MAP OF ANGOLA. [Larger.]

“Our Presiding Elder, E. A. Withey, of Angola District, and his daughter Stella, a rare linguist in Portuguese and Kimbundu, and of great missionary promise, were holding the fort at Dondo when I recently visited that region. Their home was at Pungo Andongo, eighty-nine miles distant. Stella and I walked a mile or more to visit the graves of Sister Cooper, and of our grandest Dondo worker, Mrs. Mary Myers Davenport, M.D., in the cemetery, which is inclosed by a high stone wall. Her last words are inscribed on her tombstone. They were addressed to Him who was nearest and dearest to her in that lone hour—to Jesus: ‘I die for Thee, here in Africa.’ She would have died for Jesus anywhere, but had consecrated her all to him ‘for Africa.’ In about a month from that time our dear Stella, so ripe for heaven, but so greatly needed in

Africa, was laid by her side. So that three of our missionary heroines sleep in Jesus at Dondo. Their ashes are among the guarantees of our ultimate success in giving life to millions in Africa, who are ‘dead in trespasses and sins.’
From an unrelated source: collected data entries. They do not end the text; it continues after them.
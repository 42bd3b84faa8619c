//! Daemon configuration.
//!
//! Loaded from `~/.wakeup/config.json` when the file exists; every field is
//! optional and falls back to its default.

use std::path::{Path, PathBuf};

use anyhow::{Context, Result};
use serde::{Deserialize, Serialize};

use crate::session::default_inhibitor_command;
use crate::snooze::DEFAULT_SNOOZE_SEQUENCE;

/// Directory name under the home directory.
const WAKEUP_DIR: &str = ".wakeup";

/// Longest accepted snooze delay in minutes.
const MAX_SNOOZE_MINUTES: u32 = 60;

/// Longest accepted restore grace window in minutes.
const MAX_RESTORE_GRACE_MINUTES: u64 = 24 * 60;

/// Returns `~/.wakeup`.
#[must_use]
pub fn wakeup_dir() -> PathBuf {
    dirs::home_dir()
        .map(|home| home.join(WAKEUP_DIR))
        .unwrap_or_else(|| PathBuf::from(WAKEUP_DIR))
}

/// Returns the default configuration file path.
#[must_use]
pub fn default_config_path() -> PathBuf {
    wakeup_dir().join("config.json")
}

fn default_snooze_sequence() -> Vec<u32> {
    DEFAULT_SNOOZE_SEQUENCE.to_vec()
}

fn default_socket_path() -> PathBuf {
    wakeup_dir().join("wakeup.sock")
}

fn default_state_path() -> PathBuf {
    wakeup_dir().join("state.json")
}

fn default_sound_search_dirs() -> Vec<PathBuf> {
    let mut dirs = vec![wakeup_dir().join("sounds")];
    if let Some(audio) = dirs::audio_dir() {
        dirs.push(audio);
    }
    dirs
}

fn default_true() -> bool {
    true
}

fn default_restore_grace_minutes() -> u64 {
    10
}

/// Alarm daemon configuration.
#[derive(Debug, Clone, Serialize, Deserialize, PartialEq, Eq)]
pub struct AlarmConfig {
    /// Snooze delays in minutes; the last entry repeats.
    #[serde(default = "default_snooze_sequence")]
    pub snooze_sequence: Vec<u32>,

    /// IPC socket path.
    #[serde(default = "default_socket_path")]
    pub socket_path: PathBuf,

    /// Durable key-value state (snooze counters, pending alarms).
    #[serde(default = "default_state_path")]
    pub state_path: PathBuf,

    /// Root that `content://` audio references resolve against.
    #[serde(default)]
    pub content_root: Option<PathBuf>,

    /// Directories searched for bare recording names.
    #[serde(default = "default_sound_search_dirs")]
    pub sound_search_dirs: Vec<PathBuf>,

    /// Whether exact timers may be registered.
    #[serde(default = "default_true")]
    pub exact_timers: bool,

    /// Whether the alarm screen opens directly when an alarm fires.
    #[serde(default = "default_true")]
    pub launch_full_screen: bool,

    /// Alarms missed by less than this many minutes ring at startup.
    #[serde(default = "default_restore_grace_minutes")]
    pub restore_grace_minutes: u64,

    /// Command that keeps the machine awake while ringing.
    #[serde(default = "default_inhibitor_command")]
    pub wake_lock_command: Vec<String>,

    /// Device manufacturer, used to pick power-management instructions.
    #[serde(default)]
    pub manufacturer: String,
}

impl Default for AlarmConfig {
    fn default() -> Self {
        Self {
            snooze_sequence: default_snooze_sequence(),
            socket_path: default_socket_path(),
            state_path: default_state_path(),
            content_root: None,
            sound_search_dirs: default_sound_search_dirs(),
            exact_timers: true,
            launch_full_screen: true,
            restore_grace_minutes: default_restore_grace_minutes(),
            wake_lock_command: default_inhibitor_command(),
            manufacturer: String::new(),
        }
    }
}

impl AlarmConfig {
    /// Loads the configuration from the default path.
    ///
    /// # Errors
    ///
    /// Returns an error if the file exists but cannot be read or parsed.
    pub fn load() -> Result<Self> {
        Self::load_from(&default_config_path())
    }

    /// Loads the configuration from `path`, or the defaults if it is missing.
    ///
    /// # Errors
    ///
    /// Returns an error if the file exists but cannot be read or parsed,
    /// or if the values are out of range.
    pub fn load_from(path: &Path) -> Result<Self> {
        if !path.exists() {
            tracing::debug!(path = %path.display(), "config file not found, using defaults");
            return Ok(Self::default());
        }

        let contents = std::fs::read_to_string(path)
            .with_context(|| format!("設定ファイルを読み込めません: {}", path.display()))?;
        let config: Self = serde_json::from_str(&contents)
            .with_context(|| format!("設定ファイルの形式が不正です: {}", path.display()))?;
        config.validate().map_err(anyhow::Error::msg)?;
        Ok(config)
    }

    /// Returns the restore grace window in milliseconds.
    #[must_use]
    pub fn restore_grace_ms(&self) -> i64 {
        i64::try_from(self.restore_grace_minutes * 60_000).unwrap_or(i64::MAX)
    }

    /// Validates the configuration.
    ///
    /// Returns an error message if validation fails.
    pub fn validate(&self) -> Result<(), String> {
        if self.snooze_sequence.is_empty() {
            return Err("スヌーズ間隔を1つ以上指定してください".to_string());
        }
        if self
            .snooze_sequence
            .iter()
            .any(|&minutes| minutes < 1 || minutes > MAX_SNOOZE_MINUTES)
        {
            return Err(format!(
                "スヌーズ間隔は1-{}分の範囲で指定してください",
                MAX_SNOOZE_MINUTES
            ));
        }
        if self.restore_grace_minutes > MAX_RESTORE_GRACE_MINUTES {
            return Err(format!(
                "復元猶予は0-{}分の範囲で指定してください",
                MAX_RESTORE_GRACE_MINUTES
            ));
        }
        Ok(())
    }
}

#[cfg(test)]
mod tests {
    use super::*;
    use tempfile::TempDir;

    #[test]
    fn test_default_config() {
        let config = AlarmConfig::default();

        assert_eq!(config.snooze_sequence[..4], [5, 5, 5, 10]);
        assert!(config.exact_timers);
        assert!(config.launch_full_screen);
        assert_eq!(config.restore_grace_minutes, 10);
        assert_eq!(config.restore_grace_ms(), 600_000);
        assert!(config.socket_path.ends_with(".wakeup/wakeup.sock"));
        assert!(config.state_path.ends_with(".wakeup/state.json"));
        assert!(config.validate().is_ok());
    }

    #[test]
    fn test_deserialize_json_with_defaults() {
        let json = r#"{"exact_timers": false, "manufacturer": "xiaomi"}"#;
        let config: AlarmConfig = serde_json::from_str(json).unwrap();

        assert!(!config.exact_timers);
        assert_eq!(config.manufacturer, "xiaomi");
        assert_eq!(config.snooze_sequence, default_snooze_sequence());
        assert!(config.launch_full_screen);
    }

    #[test]
    fn test_validate_empty_sequence() {
        let config = AlarmConfig {
            snooze_sequence: vec![],
            ..Default::default()
        };
        assert!(config.validate().is_err());
    }

    #[test]
    fn test_validate_sequence_bounds() {
        let config = AlarmConfig {
            snooze_sequence: vec![1, 60],
            ..Default::default()
        };
        assert!(config.validate().is_ok());

        let config = AlarmConfig {
            snooze_sequence: vec![5, 0],
            ..Default::default()
        };
        assert!(config.validate().is_err());

        let config = AlarmConfig {
            snooze_sequence: vec![61],
            ..Default::default()
        };
        assert!(config.validate().is_err());
    }

    #[test]
    fn test_validate_grace_window() {
        let config = AlarmConfig {
            restore_grace_minutes: 24 * 60 + 1,
            ..Default::default()
        };
        assert!(config.validate().is_err());
    }

    #[test]
    fn test_load_missing_file_uses_defaults() {
        let dir = TempDir::new().unwrap();
        let config = AlarmConfig::load_from(&dir.path().join("config.json")).unwrap();
        assert_eq!(config, AlarmConfig::default());
    }

    #[test]
    fn test_load_from_file() {
        let dir = TempDir::new().unwrap();
        let path = dir.path().join("config.json");
        std::fs::write(&path, r#"{"snooze_sequence": [1, 2], "launch_full_screen": false}"#)
            .unwrap();

        let config = AlarmConfig::load_from(&path).unwrap();
        assert_eq!(config.snooze_sequence, vec![1, 2]);
        assert!(!config.launch_full_screen);
    }

    #[test]
    fn test_load_rejects_invalid() {
        let dir = TempDir::new().unwrap();
        let path = dir.path().join("config.json");

        std::fs::write(&path, "not json").unwrap();
        assert!(AlarmConfig::load_from(&path).is_err());

        std::fs::write(&path, r#"{"snooze_sequence": []}"#).unwrap();
        assert!(AlarmConfig::load_from(&path).is_err());
    }
}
“From Dondo, we ‘take it afoot’ fifty-one miles over hills, mountains and vales, by the old caravan trail of the ages to Nhanguepepo Mission Station. Our property there is worth about $6,000. It was designed to be a receiving station, in which our new-comers might be acclimatized, taught native languages and prepared for advance work. Under the superintendency of Brother Withey a great preparatory work has been done at this station. It has, however, become specially a training school for native agency, under the leadership of one young man of our first party from America, Carl Rudolph. We already have an organized Methodist Episcopal Church at this station, composed of thirteen converted native men and boys, who are giving good proof of the genuineness of the change wrought in them by the Holy Spirit. From 5 to 6 o’clock every morning they have a meeting for worship, Scripture reading and exposition by Carl, singing, prayers and testimony for Jesus by all in English, Portuguese and Kimbundu, intermingled with hallelujah shouts of praise to N’Zambi the God of their fathers and of our fathers.
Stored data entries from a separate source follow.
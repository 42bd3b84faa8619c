//! Native macOS notifier.

use std::sync::atomic::{AtomicBool, Ordering};

use objc2::rc::Retained;
use objc2::MainThreadMarker;
use tokio::sync::mpsc::UnboundedSender;

use super::actions::create_categories;
use super::center::NotificationCenter;
use super::content::create_alarm_content;
use super::delegate::NotificationDelegate;
use super::error::NotificationError;
use super::request::{create_notification_request, request_identifier};
use super::{AlarmNotification, AlarmNotifier};

/// Notifier backed by `UNUserNotificationCenter`.
///
/// The delegate returned by [`MacNotifier::initialize`] must be kept alive
/// for as long as notification responses should be delivered.
#[derive(Debug)]
pub struct MacNotifier {
    authorized: AtomicBool,
    foreground: AtomicBool,
}

impl MacNotifier {
    /// Requests authorization, installs the delegate and registers the
    /// ringing category.
    ///
    /// # Errors
    ///
    /// Returns an error if not called on the main thread or if the
    /// authorization request itself fails. A denied authorization is not an
    /// error: the notifier is returned disabled.
    pub async fn initialize(
        action_sender: UnboundedSender<String>,
    ) -> Result<(Self, Retained<NotificationDelegate>), NotificationError> {
        let mtm = MainThreadMarker::new().ok_or_else(|| {
            NotificationError::InitializationFailed(
                "通知システムはメインスレッドで初期化する必要があります".to_string(),
            )
        })?;

        let granted = NotificationCenter::request_authorization().await?;
        if !granted {
            tracing::warn!("{}", NotificationError::PermissionDenied);
            tracing::info!("{}", NotificationError::PermissionDenied.suggestion());
        }

        let delegate = NotificationDelegate::new(mtm, action_sender);
        NotificationCenter::set_delegate(&NotificationDelegate::as_protocol(&delegate));
        NotificationCenter::set_notification_categories(&create_categories());

        Ok((
            Self {
                authorized: AtomicBool::new(granted),
                foreground: AtomicBool::new(false),
            },
            delegate,
        ))
    }

    /// Re-reads the authorization status from the system.
    pub async fn refresh_authorization(&self) {
        match NotificationCenter::is_authorized().await {
            Ok(authorized) => self.authorized.store(authorized, Ordering::SeqCst),
            Err(e) => tracing::warn!("通知許可の状態を取得できません: {}", e),
        }
    }

    fn submit(&self, notification: &AlarmNotification) -> Result<(), NotificationError> {
        if !self.authorized.load(Ordering::SeqCst) {
            return Err(NotificationError::PermissionDenied);
        }
        let content = create_alarm_content(notification);
        let request = create_notification_request(notification.id, &content);
        NotificationCenter::submit_request(&request);
        Ok(())
    }
}

impl AlarmNotifier for MacNotifier {
    fn start_foreground(&self, notification: &AlarmNotification) -> Result<(), NotificationError> {
        // macOS has no foreground grant; the daemon already runs unrestricted.
        self.foreground.store(true, Ordering::SeqCst);
        if let Err(e) = self.submit(notification) {
            tracing::warn!("{}", e);
        }
        Ok(())
    }

    fn post(&self, notification: &AlarmNotification) -> Result<(), NotificationError> {
        self.submit(notification)
    }

    fn cancel(&self, id: i32) {
        NotificationCenter::remove_notification(&request_identifier(id));
    }

    fn stop_foreground(&self) {
        self.foreground.store(false, Ordering::SeqCst);
    }

    fn is_enabled(&self) -> bool {
        self.authorized.load(Ordering::SeqCst)
    }
}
“The forenoon is devoted to manual labor by all hands, then school and religious exercises in the afternoon. The work of each day is distributed; two of our boys, called “pastors,” have the care of about 100 head of cattle belonging to the mission. Several boys are taught to yoke and work oxen in sled or plow; several boys have learned to be stone-masons, and when I was there last were engaged in building a stone wall round the cattle corral. One boy is trained to business in the little store belonging to the mission. One very trusty fellow is the man-of-all work about the house and the cook. All these varieties of work are done by our own converted people, and not by heathen hirelings. This station yields ample sustentation for all these workers. The brethren are making improvements continually, and paying for them out of their net profits. In building a chapel next summer they may need a little help, but probably not.